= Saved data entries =

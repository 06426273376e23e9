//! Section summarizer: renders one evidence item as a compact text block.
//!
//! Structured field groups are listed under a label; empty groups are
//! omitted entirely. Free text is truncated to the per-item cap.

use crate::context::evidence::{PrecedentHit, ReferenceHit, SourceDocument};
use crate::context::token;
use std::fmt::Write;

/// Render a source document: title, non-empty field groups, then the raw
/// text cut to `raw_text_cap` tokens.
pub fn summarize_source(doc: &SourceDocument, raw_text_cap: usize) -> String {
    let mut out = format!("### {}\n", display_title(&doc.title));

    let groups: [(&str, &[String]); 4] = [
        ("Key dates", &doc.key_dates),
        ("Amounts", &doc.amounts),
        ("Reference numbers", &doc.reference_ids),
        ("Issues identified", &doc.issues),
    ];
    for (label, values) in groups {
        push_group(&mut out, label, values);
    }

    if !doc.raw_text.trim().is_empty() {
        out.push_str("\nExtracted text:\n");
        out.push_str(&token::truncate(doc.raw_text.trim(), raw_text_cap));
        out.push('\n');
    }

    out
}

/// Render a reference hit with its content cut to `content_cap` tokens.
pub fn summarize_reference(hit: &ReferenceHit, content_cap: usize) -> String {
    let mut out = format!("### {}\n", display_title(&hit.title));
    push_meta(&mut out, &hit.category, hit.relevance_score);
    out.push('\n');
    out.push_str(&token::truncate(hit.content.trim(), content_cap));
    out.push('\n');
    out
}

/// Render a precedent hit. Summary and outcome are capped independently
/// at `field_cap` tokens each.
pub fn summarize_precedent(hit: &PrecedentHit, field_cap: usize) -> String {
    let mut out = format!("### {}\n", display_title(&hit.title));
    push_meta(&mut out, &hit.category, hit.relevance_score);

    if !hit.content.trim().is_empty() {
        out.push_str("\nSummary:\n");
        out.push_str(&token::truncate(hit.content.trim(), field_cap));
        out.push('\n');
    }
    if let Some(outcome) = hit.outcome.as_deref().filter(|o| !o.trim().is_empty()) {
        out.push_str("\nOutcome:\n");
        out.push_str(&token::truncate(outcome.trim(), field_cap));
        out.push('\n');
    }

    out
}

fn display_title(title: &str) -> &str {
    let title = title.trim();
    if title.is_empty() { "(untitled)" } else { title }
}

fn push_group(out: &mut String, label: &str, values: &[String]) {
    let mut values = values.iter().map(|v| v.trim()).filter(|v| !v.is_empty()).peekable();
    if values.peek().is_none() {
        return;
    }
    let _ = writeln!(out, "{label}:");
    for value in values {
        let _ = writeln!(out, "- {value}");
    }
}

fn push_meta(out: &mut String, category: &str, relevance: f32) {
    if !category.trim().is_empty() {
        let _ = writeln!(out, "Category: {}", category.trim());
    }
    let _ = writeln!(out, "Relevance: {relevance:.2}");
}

= EXERCISE DETAILS =
Your answer is the line containing "Render a reference" plus every line after it through the end of the entries, given again exactly and alone.

= ANSWER SECTION =
/// Render a reference hit with its content cut to `content_cap` tokens.
pub fn summarize_reference(hit: &ReferenceHit, content_cap: usize) -> String {
    let mut out = format!("### {}\n", display_title(&hit.title));
    push_meta(&mut out, &hit.category, hit.relevance_score);
    out.push('\n');
    out.push_str(&token::truncate(hit.content.trim(), content_cap));
    out.push('\n');
    out
}

/// Render a precedent hit. Summary and outcome are capped independently
/// at `field_cap` tokens each.
pub fn summarize_precedent(hit: &PrecedentHit, field_cap: usize) -> String {
    let mut out = format!("### {}\n", display_title(&hit.title));
    push_meta(&mut out, &hit.category, hit.relevance_score);

    if !hit.content.trim().is_empty() {
        out.push_str("\nSummary:\n");
        out.push_str(&token::truncate(hit.content.trim(), field_cap));
        out.push('\n');
    }
    if let Some(outcome) = hit.outcome.as_deref().filter(|o| !o.trim().is_empty()) {
        out.push_str("\nOutcome:\n");
        out.push_str(&token::truncate(outcome.trim(), field_cap));
        out.push('\n');
    }

    out
}

fn display_title(title: &str) -> &str {
    let title = title.trim();
    if title.is_empty() { "(untitled)" } else { title }
}

fn push_group(out: &mut String, label: &str, values: &[String]) {
    let mut values = values.iter().map(|v| v.trim()).filter(|v| !v.is_empty()).peekable();
    if values.peek().is_none() {
        return;
    }
    let _ = writeln!(out, "{label}:");
    for value in values {
        let _ = writeln!(out, "- {value}");
    }
}

fn push_meta(out: &mut String, category: &str, relevance: f32) {
    if !category.trim().is_empty() {
        let _ = writeln!(out, "Category: {}", category.trim());
    }
    let _ = writeln!(out, "Relevance: {relevance:.2}");
}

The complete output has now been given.